両親が共働きだったせいか、おばあちゃんっ子でねぇ。
昔、まだたけしちゃんが4歳の頃、こんなことがありました。
たけしちゃんは同世代の他の子たちと遊ぶことより、一人で遊ぶことを好んでいました。庭の草花を労わったり、虫を観察したり。そしてよく私とお喋りをしてくれました。
その日も縁側でたけしちゃんが庭を駆け回るのを眺めているときでした。
「おばあ!おばあ!俺の秘密基地、おばあにだけ見したげる!」
父親似の目尻の下がった大きな眼をキラキラ輝かせながら私の手を取りました。
だけど、私の息子は遅くに授かった子で、たけしちゃんが産まれたときには私はもう70歳を超えていました。
「ああ…たけしちゃん、おばあはそんなに早くは歩けないよ」
腰を浮かせながら私が言うと、叱られたような切ない目をしてから「ごめんね。おばあごめんね。」と泣きだしてしまったのです。
まだわがままが言いたい盛りの歳なのにこの聞き分けの良さ。
たけしちゃんは心がとても優しい子でした。
小学校に上がる頃には膝が悪い私を労わって、いつも優しい目をして「いつか俺がおばあのこといろんなところにつれてってやる」って照れくさそうに言ってくれました。

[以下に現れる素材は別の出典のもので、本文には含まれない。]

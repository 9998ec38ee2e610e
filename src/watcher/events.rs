//! Conversion of raw notify events into per-file changes

use notify::event::{ModifyKind, RenameMode};
use notify::{Event, EventKind};
use std::path::PathBuf;
use tracing::debug;

#[derive(Debug, Clone, Copy, PartialEq, Eq)]
pub enum ChangeKind {
    Created,
    Modified,
    Deleted,
}

#[derive(Debug, Clone, PartialEq, Eq)]
pub struct FileChange {
    pub path: PathBuf,
    pub kind: ChangeKind,
}

impl FileChange {
    pub fn new(path: impl Into<PathBuf>, kind: ChangeKind) -> Self {
        Self {
            path: path.into(),
            kind,
        }
    }
}

/// Changes described by one notify event; renames become delete + create
pub fn classify_event(event: &Event) -> Vec<FileChange> {
    let all = |kind: ChangeKind| -> Vec<FileChange> {
        event
            .paths
            .iter()
            .map(|p| FileChange::new(p.clone(), kind))
            .collect()
    };

    match &event.kind {
        EventKind::Create(_) => all(ChangeKind::Created),
        EventKind::Remove(_) => all(ChangeKind::Deleted),
        EventKind::Modify(ModifyKind::Name(RenameMode::Both)) => {
            let mut changes = Vec::new();
            if let Some(from) = event.paths.first() {
                changes.push(FileChange::new(from.clone(), ChangeKind::Deleted));
            }
            if let Some(to) = event.paths.get(1) {
                changes.push(FileChange::new(to.clone(), ChangeKind::Created));
            }
            changes
        }
        EventKind::Modify(ModifyKind::Name(RenameMode::From)) => all(ChangeKind::Deleted),
        EventKind::Modify(ModifyKind::Name(RenameMode::To)) => all(ChangeKind::Created),
        EventKind::Modify(_) => all(ChangeKind::Modified),
        other => {
            debug!("Ignoring event kind: {:?}", other);
            Vec::new()
        }
    }
}

#[cfg(test)]
mod tests {
    use super::*;
    use notify::event::{AccessKind, CreateKind, DataChange, RemoveKind};

    fn event(kind: EventKind, paths: &[&str]) -> Event {
        paths
            .iter()
            .fold(Event::new(kind), |e, p| e.add_path(PathBuf::from(p)))
    }

    #[test]
    fn test_create_modify_remove() {
        let created = classify_event(&event(EventKind::Create(CreateKind::File), &["/p/a.py"]));
        assert_eq!(created, vec![FileChange::new("/p/a.py", ChangeKind::Created)]);

        let modified = classify_event(&event(
            EventKind::Modify(ModifyKind::Data(DataChange::Content)),
            &["/p/a.py"],
        ));
        assert_eq!(modified[0].kind, ChangeKind::Modified);

        let removed = classify_event(&event(EventKind::Remove(RemoveKind::File), &["/p/a.py"]));
        assert_eq!(removed[0].kind, ChangeKind::Deleted);
    }

    #[test]
    fn test_rename_both_splits_into_delete_and_create() {
        let changes = classify_event(&event(
            EventKind::Modify(ModifyKind::Name(RenameMode::Both)),
            &["/p/old.py", "/p/new.py"],
        ));
        assert_eq!(
            changes,
            vec![
                FileChange::new("/p/old.py", ChangeKind::Deleted),
                FileChange::new("/p/new.py", ChangeKind::Created),
            ]
        );
    }

    #[test]
    fn test_access_events_ignored() {
        let changes = classify_event(&event(
            EventKind::Access(AccessKind::Read),
            &["/p/a.py"],
        ));
        assert!(changes.is_empty());
    }
}
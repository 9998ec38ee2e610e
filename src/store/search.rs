//! Symbol search over stored trees

use codemap_extractors::{LineRange, Symbol, SymbolKind};
use serde::Serialize;

/// One symbol hit, reported with the file that owns it
#[derive(Debug, Clone, PartialEq, Serialize)]
pub struct SymbolMatch {
    pub file: String,
    pub name: String,
    #[serde(rename = "type")]
    pub kind: SymbolKind,
    pub lines: LineRange,
    #[serde(skip_serializing_if = "Option::is_none")]
    pub signature: Option<String>,
    #[serde(skip_serializing_if = "Option::is_none")]
    pub docstring: Option<String>,
}

impl SymbolMatch {
    fn from_symbol(file: &str, symbol: &Symbol) -> Self {
        Self {
            file: file.to_string(),
            name: symbol.name.clone(),
            kind: symbol.kind.clone(),
            lines: symbol.lines,
            signature: symbol.signature.clone(),
            docstring: symbol.docstring.clone(),
        }
    }
}

/// Case-insensitive substring search; parents and children match independently
pub fn search_symbols(
    file: &str,
    symbols: &[Symbol],
    query_lower: &str,
    kind_filter: Option<&SymbolKind>,
    out: &mut Vec<SymbolMatch>,
) {
    for symbol in symbols {
        let kind_ok = kind_filter.is_none_or(|k| *k == symbol.kind);
        if kind_ok && symbol.name.to_lowercase().contains(query_lower) {
            out.push(SymbolMatch::from_symbol(file, symbol));
        }
        search_symbols(file, &symbol.children, query_lower, kind_filter, out);
    }
}

/// Every symbol, at any depth, whose lines overlap `range`
pub fn symbols_overlapping(
    file: &str,
    symbols: &[Symbol],
    range: &LineRange,
    out: &mut Vec<SymbolMatch>,
) {
    for symbol in symbols {
        if symbol.lines.overlaps(range) {
            out.push(SymbolMatch::from_symbol(file, symbol));
            symbols_overlapping(file, &symbol.children, range, out);
        }
    }
}
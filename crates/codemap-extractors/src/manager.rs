//! Extractor registry
//!
//! Built once at startup. Maps a language tag to its extractor, limited to
//! the languages the project has enabled.

use crate::base::{ExtractError, Symbol};
use crate::engine::SymbolExtractor;
use crate::language::detect_language_from_path;
use crate::languages::all_extractors;
use std::collections::HashMap;
use std::path::Path;
use tracing::debug;

pub struct ExtractorRegistry {
    extractors: HashMap<&'static str, Box<dyn SymbolExtractor>>,
}

impl Default for ExtractorRegistry {
    fn default() -> Self {
        Self::new()
    }
}

impl ExtractorRegistry {
    /// Registry with every shipped language
    pub fn new() -> Self {
        let extractors = all_extractors()
            .into_iter()
            .map(|e| (e.language(), e))
            .collect();
        Self { extractors }
    }

    /// Registry limited to `enabled`; an empty list enables everything
    pub fn with_languages<S: AsRef<str>>(enabled: &[S]) -> Self {
        if enabled.is_empty() {
            return Self::new();
        }
        let extractors = all_extractors()
            .into_iter()
            .filter(|e| enabled.iter().any(|l| l.as_ref() == e.language()))
            .map(|e| (e.language(), e))
            .collect();
        Self { extractors }
    }

    pub fn get(&self, language: &str) -> Option<&dyn SymbolExtractor> {
        self.extractors.get(language).map(|e| e.as_ref())
    }

    /// Language tag for `path` if its extractor is registered
    pub fn language_for_path(&self, path: &Path) -> Option<&'static str> {
        detect_language_from_path(path).filter(|lang| self.extractors.contains_key(lang))
    }

    pub fn languages(&self) -> Vec<&'static str> {
        let mut languages: Vec<_> = self.extractors.keys().copied().collect();
        languages.sort_unstable();
        languages
    }

    /// Extracts with the extractor for `language`; unknown languages yield nothing
    pub fn extract_symbols(
        &self,
        language: &str,
        file_path: &str,
        content: &str,
    ) -> Result<Vec<Symbol>, ExtractError> {
        let Some(extractor) = self.get(language) else {
            return Ok(Vec::new());
        };
        let symbols = extractor.extract(content, file_path)?;
        debug!(
            "Extracted {} symbols from {} file: {}",
            symbols.len(),
            language,
            file_path
        );
        Ok(symbols)
    }
}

そんなたけしちゃんも中学生になった途端、極端に顔を合わせなくなりました。
寂しい気持ちもありましたが、私も人の子の親。
息子にもそんな時期はありましたから、強要するようなことはしませんでした。
後に嫁から聞かされて知ったのですが、その頃のたけしちゃんは顔や体に痣や傷をつくって帰ってくることが多かったそうなのです。
もしかすると、老い先短い私に心配をかけぬようそうしたのかもしれません。